The answer must be every line of the records below that holds the word "Debug".

(Items listed in a dataset)
* * * *

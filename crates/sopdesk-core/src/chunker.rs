//! Recursive separator-based text chunking with character overlap.
//!
//! A document is first cut into pieces no longer than `chunk_size`
//! characters, trying separators in priority order and falling back to a
//! raw character cut. Pieces are then merged greedily, trimmed of
//! surrounding whitespace, and every chunk after the first is extended
//! backwards to start `chunk_overlap` characters before the end of its
//! predecessor.
//!
//! Every chunk is a contiguous substring of the document, at most
//! `chunk_size` characters long with its overlap included, and the last
//! `chunk_overlap` characters of chunk `i - 1` are a prefix of chunk `i`.
//! A piece too long to follow the overlap is cut finer rather than
//! dropping the overlap.

use std::collections::VecDeque;
use std::ops::Range;

use serde::{Deserialize, Serialize};

use crate::error::{Error, Result};
use crate::types::Chunk;

#[derive(Debug, Clone, PartialEq, Eq, Serialize, Deserialize)]
#[serde(default)]
pub struct ChunkingConfig {
    /// Boundary strings, highest priority first.
    pub separators: Vec<String>,
    /// Maximum characters per chunk, overlap included.
    pub chunk_size: usize,
    /// Characters carried over from the previous chunk.
    pub chunk_overlap: usize,
}

impl Default for ChunkingConfig {
    fn default() -> Self {
        Self {
            separators: ["\n\n", "\n", ".", ","].iter().map(|s| s.to_string()).collect(),
            chunk_size: 750,
            chunk_overlap: 50,
        }
    }
}

impl ChunkingConfig {
    pub fn validate(&self) -> Result<()> {
        if self.chunk_size == 0 {
            return Err(Error::InvalidConfig("chunking.chunk_size must be greater than 0".into()));
        }
        if self.chunk_overlap >= self.chunk_size {
            return Err(Error::InvalidConfig(format!(
                "chunking.chunk_overlap ({}) must be smaller than chunk_size ({})",
                self.chunk_overlap, self.chunk_size
            )));
        }
        Ok(())
    }
}

#[derive(Debug, Clone)]
pub struct TextChunker {
    config: ChunkingConfig,
}

impl TextChunker {
    pub fn new(config: ChunkingConfig) -> Result<Self> {
        config.validate()?;
        Ok(Self { config })
    }

    /// Split `text` into ordered chunks. Pure: same input, same output.
    pub fn split(&self, text: &str) -> Vec<String> {
        self.chunk_spans(text).into_iter().map(|span| text[span].to_string()).collect()
    }

    pub fn chunk_document(&self, document_id: &str, text: &str) -> Vec<Chunk> {
        self.split(text)
            .into_iter()
            .enumerate()
            .map(|(ordinal, text)| Chunk { document_id: document_id.to_string(), ordinal, text })
            .collect()
    }

    /// Byte ranges of the final chunks, overlap included.
    fn chunk_spans(&self, text: &str) -> Vec<Range<usize>> {
        let size = self.config.chunk_size;
        let mut pieces = Vec::new();
        self.split_range(text, 0..text.len(), &self.config.separators, size, &mut pieces);
        let mut queue: VecDeque<Range<usize>> = pieces.into();

        let mut spans: Vec<Range<usize>> = Vec::new();
        while let Some(piece) = queue.pop_front() {
            let Some(content) = trim_span(text, piece.clone()) else { continue };
            let mut start = match spans.last() {
                Some(prev) if self.config.chunk_overlap > 0 => {
                    back_chars(text, prev.end, self.config.chunk_overlap).max(prev.start)
                }
                _ => content.start,
            };

            if char_len(&text[start..content.end]) > size {
                let budget = size.saturating_sub(char_len(&text[start..content.start]));
                if budget > 0 {
                    let mut finer = Vec::new();
                    self.split_range(text, content.start..piece.end, &self.config.separators, budget, &mut finer);
                    for p in finer.into_iter().rev() {
                        queue.push_front(p);
                    }
                    continue;
                }
                // whitespace between the chunks leaves no room for any overlap
                start = content.start;
            }

            let mut end = content.end;
            while let Some(next) = queue.front() {
                let candidate = start + text[start..next.end].trim_end().len();
                if char_len(&text[start..candidate]) > size {
                    break;
                }
                end = candidate;
                queue.pop_front();
            }
            spans.push(start..end);
        }
        spans
    }

    /// Cuts `range` into pieces of at most `limit` characters.
    fn split_range(
        &self,
        text: &str,
        range: Range<usize>,
        separators: &[String],
        limit: usize,
        out: &mut Vec<Range<usize>>,
    ) {
        let slice = &text[range.clone()];
        if char_len(slice) <= limit {
            out.push(range);
            return;
        }
        let Some((separator, rest)) = separators.split_first() else {
            hard_cut(text, range, limit, out);
            return;
        };
        if separator.is_empty() || !slice.contains(separator.as_str()) {
            self.split_range(text, range, rest, limit, out);
            return;
        }

        // The separator stays attached to the end of the part it closes.
        let mut start = range.start;
        for (offset, _) in slice.match_indices(separator.as_str()) {
            let at = range.start + offset + separator.len();
            if at == range.end {
                break;
            }
            self.split_range(text, start..at, rest, limit, out);
            start = at;
        }
        self.split_range(text, start..range.end, rest, limit, out);
    }
}

fn hard_cut(text: &str, range: Range<usize>, limit: usize, out: &mut Vec<Range<usize>>) {
    let mut start = range.start;
    let mut count = 0usize;
    for (offset, _) in text[range.clone()].char_indices() {
        if count == limit {
            let at = range.start + offset;
            out.push(start..at);
            start = at;
            count = 0;
        }
        count += 1;
    }
    if start < range.end {
        out.push(start..range.end);
    }
}

fn char_len(s: &str) -> usize {
    s.chars().count()
}

fn trim_span(text: &str, span: Range<usize>) -> Option<Range<usize>> {
    let slice = &text[span.clone()];
    let trimmed = slice.trim();
    if trimmed.is_empty() {
        return None;
    }
    let start = span.start + (slice.len() - slice.trim_start().len());
    Some(start..start + trimmed.len())
}

/// Byte offset `n` characters before `end`.
fn back_chars(text: &str, end: usize, n: usize) -> usize {
    text[..end].char_indices().rev().take(n).last().map_or(end, |(i, _)| i)
}
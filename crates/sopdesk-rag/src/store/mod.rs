//! Reference implementations of the collaborator stores.

pub mod fs;
pub mod memory;

pub use fs::FsStore;
pub use memory::MemoryStore;
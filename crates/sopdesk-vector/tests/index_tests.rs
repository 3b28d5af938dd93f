use sopdesk_core::types::DistanceMetric;
use sopdesk_vector::VectorIndex;

fn corpus() -> Vec<(Vec<f32>, String)> {
    vec![
        (vec![1.0, 0.0, 0.0], "returns".to_string()),
        (vec![0.0, 1.0, 0.0], "refunds".to_string()),
        (vec![0.0, 0.0, 1.0], "shipping".to_string()),
        (vec![0.7, 0.7, 0.0], "exchanges".to_string()),
    ]
}

#[test]
fn querying_a_stored_vector_returns_its_text_at_distance_zero() {
    for metric in [DistanceMetric::L2, DistanceMetric::Cosine] {
        let index = VectorIndex::build(metric, corpus()).unwrap();
        for (vector, text) in corpus() {
            let hits = index.query(&vector, 1).unwrap();
            assert_eq!(hits[0].text, text);
            assert!(hits[0].distance.abs() < 1e-6, "{metric:?}: {}", hits[0].distance);
        }
    }
}

#[test]
fn results_are_bounded_by_k_and_corpus_size_and_sorted() {
    let index = VectorIndex::build(DistanceMetric::L2, corpus()).unwrap();
    let query = [0.5, 0.4, 0.1];
    for k in [0, 1, 3, 4, 10] {
        let hits = index.query(&query, k).unwrap();
        assert_eq!(hits.len(), k.min(index.len()));
        assert!(hits.windows(2).all(|w| w[0].distance <= w[1].distance));
    }
}

#[test]
fn equal_distances_keep_insertion_order() {
    let items = vec![
        (vec![1.0, 0.0], "first".to_string()),
        (vec![0.0, 1.0], "second".to_string()),
        (vec![-1.0, 0.0], "third".to_string()),
        (vec![0.0, -1.0], "fourth".to_string()),
    ];
    let index = VectorIndex::build(DistanceMetric::L2, items).unwrap();
    let hits = index.query(&[0.0, 0.0], 4).unwrap();
    let texts: Vec<&str> = hits.iter().map(|h| h.text.as_str()).collect();
    assert_eq!(texts, vec!["first", "second", "third", "fourth"]);
    assert_eq!(hits.iter().map(|h| h.ordinal).collect::<Vec<_>>(), vec![0, 1, 2, 3]);
}

#[test]
fn empty_index_returns_nothing_for_any_query() {
    let index = VectorIndex::build(DistanceMetric::Cosine, Vec::new()).unwrap();
    assert!(index.is_empty());
    assert!(index.query(&[1.0, 2.0], 5).unwrap().is_empty());
    assert!(index.query(&[], 5).unwrap().is_empty());
}

#[test]
fn mixed_dimensions_are_rejected() {
    let items = vec![(vec![1.0, 0.0], "a".to_string()), (vec![1.0], "b".to_string())];
    assert!(VectorIndex::build(DistanceMetric::L2, items).is_err());

    let index = VectorIndex::build(DistanceMetric::L2, corpus()).unwrap();
    assert!(index.query(&[1.0, 0.0], 1).is_err());
}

* * * *

> **Task output**:
#[derive(Debug, Clone, PartialEq, Eq, Serialize, Deserialize)]
#[derive(Debug, Clone)]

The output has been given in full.